Records excerpted from a collection
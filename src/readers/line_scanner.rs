use crate::error::{ProcessingError, Result};
use crate::models::{ByteSpan, ScaledTemperature};
use crate::utils::constants::{
    DECIMAL_POINT, FIELD_SEPARATOR, LINE_TERMINATOR, MAX_TOKEN_LEN, MINUS_SIGN,
};

/// Sign and digits of a temperature field, decimal point removed.
#[derive(Debug, Clone, Copy, PartialEq, Eq)]
pub struct NumberToken {
    bytes: [u8; MAX_TOKEN_LEN],
    len: usize,
}

impl NumberToken {
    pub fn as_bytes(&self) -> &[u8] {
        &self.bytes[..self.len]
    }

    #[inline]
    pub fn temperature(&self) -> ScaledTemperature {
        ScaledTemperature::parse(self.as_bytes())
    }
}

/// One `name;temperature` record located in the buffer.
#[derive(Debug, Clone, Copy, PartialEq, Eq)]
pub struct ScannedLine {
    pub name: ByteSpan,
    pub token: NumberToken,
    /// Bytes from the record start up to, not including, its terminator.
    pub consumed: usize,
}

pub struct LineScanner<'a> {
    buffer: &'a [u8],
}

impl<'a> LineScanner<'a> {
    pub fn new(buffer: &'a [u8]) -> Self {
        Self { buffer }
    }

    /// Scan the record starting at `offset`.
    ///
    /// End of buffer terminates the final record when it lacks a newline.
    #[inline]
    pub fn scan(&self, offset: usize) -> Result<ScannedLine> {
        let buffer = self.buffer;

        let mut pos = offset;
        while pos < buffer.len() && buffer[pos] != FIELD_SEPARATOR {
            if buffer[pos] == LINE_TERMINATOR {
                return Err(ProcessingError::MissingSeparator { offset });
            }
            pos += 1;
        }
        if pos == buffer.len() {
            return Err(ProcessingError::MissingSeparator { offset });
        }

        let name = ByteSpan::new(offset, pos - offset);
        let number_start = pos + 1;

        let mut token = NumberToken {
            bytes: [0; MAX_TOKEN_LEN],
            len: 0,
        };

        pos = number_start;
        while pos < buffer.len() {
            let byte = buffer[pos];
            match byte {
                LINE_TERMINATOR => break,
                DECIMAL_POINT => {
                    pos += 1;
                    continue;
                }
                MINUS_SIGN if token.len == 0 => {}
                b'0'..=b'9' => {}
                _ => return Err(ProcessingError::MalformedNumber { offset: pos, byte }),
            }
            if token.len == MAX_TOKEN_LEN {
                return Err(ProcessingError::NumberTooLong { offset: number_start });
            }
            token.bytes[token.len] = byte;
            token.len += 1;
            pos += 1;
        }

        if matches!(token.as_bytes(), [] | [MINUS_SIGN]) {
            return Err(ProcessingError::EmptyNumber {
                offset: number_start,
            });
        }

        Ok(ScannedLine {
            name,
            token,
            consumed: pos - offset,
        })
    }
}

#[cfg(test)]
mod tests {
    use super::*;

    #[test]
    fn test_scan_positive_record() -> Result<()> {
        let buffer = b"Hamburg;12.3\nBerlin;-2.5\n";
        let scanner = LineScanner::new(buffer);

        let line = scanner.scan(0)?;

        assert_eq!(line.name, ByteSpan::new(0, 7));
        assert_eq!(line.name.resolve(buffer), b"Hamburg");
        assert_eq!(line.token.as_bytes(), b"123");
        assert_eq!(line.token.temperature(), ScaledTemperature::new(123));
        assert_eq!(line.consumed, 12);
        assert_eq!(buffer[line.consumed], b'\n');

        Ok(())
    }

    #[test]
    fn test_scan_negative_record_mid_buffer() -> Result<()> {
        let buffer = b"Hamburg;12.3\nBerlin;-2.5\n";
        let scanner = LineScanner::new(buffer);

        let line = scanner.scan(13)?;

        assert_eq!(line.name.resolve(buffer), b"Berlin");
        assert_eq!(line.token.as_bytes(), b"-25");
        assert_eq!(line.token.temperature(), ScaledTemperature::new(-25));
        assert_eq!(13 + line.consumed, 24);

        Ok(())
    }

    #[test]
    fn test_scan_last_record_without_newline() -> Result<()> {
        let buffer = b"X;-0.7";
        let line = LineScanner::new(buffer).scan(0)?;

        assert_eq!(line.token.temperature(), ScaledTemperature::new(-7));
        assert_eq!(line.consumed, buffer.len());

        Ok(())
    }

    #[test]
    fn test_scan_keeps_unusual_name_bytes() -> Result<()> {
        let buffer = "São Paulo;25.1\n".as_bytes();
        let line = LineScanner::new(buffer).scan(0)?;

        assert_eq!(line.name.resolve(buffer), "São Paulo".as_bytes());

        Ok(())
    }

    #[test]
    fn test_scan_rejects_malformed_records() {
        fn scanner_err(input: &[u8]) -> ProcessingError {
            LineScanner::new(input).scan(0).unwrap_err()
        }

        assert!(matches!(
            scanner_err(b"Oslo;1a.0\n"),
            ProcessingError::MalformedNumber { offset: 6, byte: b'a' }
        ));
        assert!(matches!(
            scanner_err(b"Oslo;1.0-\n"),
            ProcessingError::MalformedNumber { offset: 8, .. }
        ));
        assert!(matches!(
            scanner_err(b"Oslo 1.0\n"),
            ProcessingError::MissingSeparator { offset: 0 }
        ));
        assert!(matches!(
            scanner_err(b"Oslo"),
            ProcessingError::MissingSeparator { offset: 0 }
        ));
        assert!(matches!(
            scanner_err(b"Oslo;\n"),
            ProcessingError::EmptyNumber { offset: 5 }
        ));
        assert!(matches!(
            scanner_err(b"Oslo;123456789.0\n"),
            ProcessingError::NumberTooLong { offset: 5 }
        ));
    }
}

● THE TASK:
All of the entries, from the first line to the last, should be duplicated exactly.

● OUTPUT FOR THIS EXERCISE:
filename src/readers/line_scanner.rs
use crate::error::{ProcessingError, Result};
use crate::models::{ByteSpan, ScaledTemperature};
use crate::utils::constants::{
    DECIMAL_POINT, FIELD_SEPARATOR, LINE_TERMINATOR, MAX_TOKEN_LEN, MINUS_SIGN,
};

/// Sign and digits of a temperature field, decimal point removed.
#[derive(Debug, Clone, Copy, PartialEq, Eq)]
pub struct NumberToken {
    bytes: [u8; MAX_TOKEN_LEN],
    len: usize,
}

impl NumberToken {
    pub fn as_bytes(&self) -> &[u8] {
        &self.bytes[..self.len]
    }

    #[inline]
    pub fn temperature(&self) -> ScaledTemperature {
        ScaledTemperature::parse(self.as_bytes())
    }
}

/// One `name;temperature` record located in the buffer.
#[derive(Debug, Clone, Copy, PartialEq, Eq)]
pub struct ScannedLine {
    pub name: ByteSpan,
    pub token: NumberToken,
    /// Bytes from the record start up to, not including, its terminator.
    pub consumed: usize,
}

pub struct LineScanner<'a> {
    buffer: &'a [u8],
}

impl<'a> LineScanner<'a> {
    pub fn new(buffer: &'a [u8]) -> Self {
        Self { buffer }
    }

    /// Scan the record starting at `offset`.
    ///
    /// End of buffer terminates the final record when it lacks a newline.
    #[inline]
    pub fn scan(&self, offset: usize) -> Result<ScannedLine> {
        let buffer = self.buffer;

        let mut pos = offset;
        while pos < buffer.len() && buffer[pos] != FIELD_SEPARATOR {
            if buffer[pos] == LINE_TERMINATOR {
                return Err(ProcessingError::MissingSeparator { offset });
            }
            pos += 1;
        }
        if pos == buffer.len() {
            return Err(ProcessingError::MissingSeparator { offset });
        }

        let name = ByteSpan::new(offset, pos - offset);
        let number_start = pos + 1;

        let mut token = NumberToken {
            bytes: [0; MAX_TOKEN_LEN],
            len: 0,
        };

        pos = number_start;
        while pos < buffer.len() {
            let byte = buffer[pos];
            match byte {
                LINE_TERMINATOR => break,
                DECIMAL_POINT => {
                    pos += 1;
                    continue;
                }
                MINUS_SIGN if token.len == 0 => {}
                b'0'..=b'9' => {}
                _ => return Err(ProcessingError::MalformedNumber { offset: pos, byte }),
            }
            if token.len == MAX_TOKEN_LEN {
                return Err(ProcessingError::NumberTooLong { offset: number_start });
            }
            token.bytes[token.len] = byte;
            token.len += 1;
            pos += 1;
        }

        if matches!(token.as_bytes(), [] | [MINUS_SIGN]) {
            return Err(ProcessingError::EmptyNumber {
                offset: number_start,
            });
        }

        Ok(ScannedLine {
            name,
            token,
            consumed: pos - offset,
        })
    }
}

#[cfg(test)]
mod tests {
    use super::*;

    #[test]
    fn test_scan_positive_record() -> Result<()> {
        let buffer = b"Hamburg;12.3\nBerlin;-2.5\n";
        let scanner = LineScanner::new(buffer);

        let line = scanner.scan(0)?;

        assert_eq!(line.name, ByteSpan::new(0, 7));
        assert_eq!(line.name.resolve(buffer), b"Hamburg");
        assert_eq!(line.token.as_bytes(), b"123");
        assert_eq!(line.token.temperature(), ScaledTemperature::new(123));
        assert_eq!(line.consumed, 12);
        assert_eq!(buffer[line.consumed], b'\n');

        Ok(())
    }

    #[test]
    fn test_scan_negative_record_mid_buffer() -> Result<()> {
        let buffer = b"Hamburg;12.3\nBerlin;-2.5\n";
        let scanner = LineScanner::new(buffer);

        let line = scanner.scan(13)?;

        assert_eq!(line.name.resolve(buffer), b"Berlin");
        assert_eq!(line.token.as_bytes(), b"-25");
        assert_eq!(line.token.temperature(), ScaledTemperature::new(-25));
        assert_eq!(13 + line.consumed, 24);

        Ok(())
    }

    #[test]
    fn test_scan_last_record_without_newline() -> Result<()> {
        let buffer = b"X;-0.7";
        let line = LineScanner::new(buffer).scan(0)?;

        assert_eq!(line.token.temperature(), ScaledTemperature::new(-7));
        assert_eq!(line.consumed, buffer.len());

        Ok(())
    }

    #[test]
    fn test_scan_keeps_unusual_name_bytes() -> Result<()> {
        let buffer = "São Paulo;25.1\n".as_bytes();
        let line = LineScanner::new(buffer).scan(0)?;

        assert_eq!(line.name.resolve(buffer), "São Paulo".as_bytes());

        Ok(())
    }

    #[test]
    fn test_scan_rejects_malformed_records() {
        fn scanner_err(input: &[u8]) -> ProcessingError {
            LineScanner::new(input).scan(0).unwrap_err()
        }

        assert!(matches!(
            scanner_err(b"Oslo;1a.0\n"),
            ProcessingError::MalformedNumber { offset: 6, byte: b'a' }
        ));
        assert!(matches!(
            scanner_err(b"Oslo;1.0-\n"),
            ProcessingError::MalformedNumber { offset: 8, .. }
        ));
        assert!(matches!(
            scanner_err(b"Oslo 1.0\n"),
            ProcessingError::MissingSeparator { offset: 0 }
        ));
        assert!(matches!(
            scanner_err(b"Oslo"),
            ProcessingError::MissingSeparator { offset: 0 }
        ));
        assert!(matches!(
            scanner_err(b"Oslo;\n"),
            ProcessingError::EmptyNumber { offset: 5 }
        ));
        assert!(matches!(
            scanner_err(b"Oslo;123456789.0\n"),
            ProcessingError::NumberTooLong { offset: 5 }
        ));
    }
}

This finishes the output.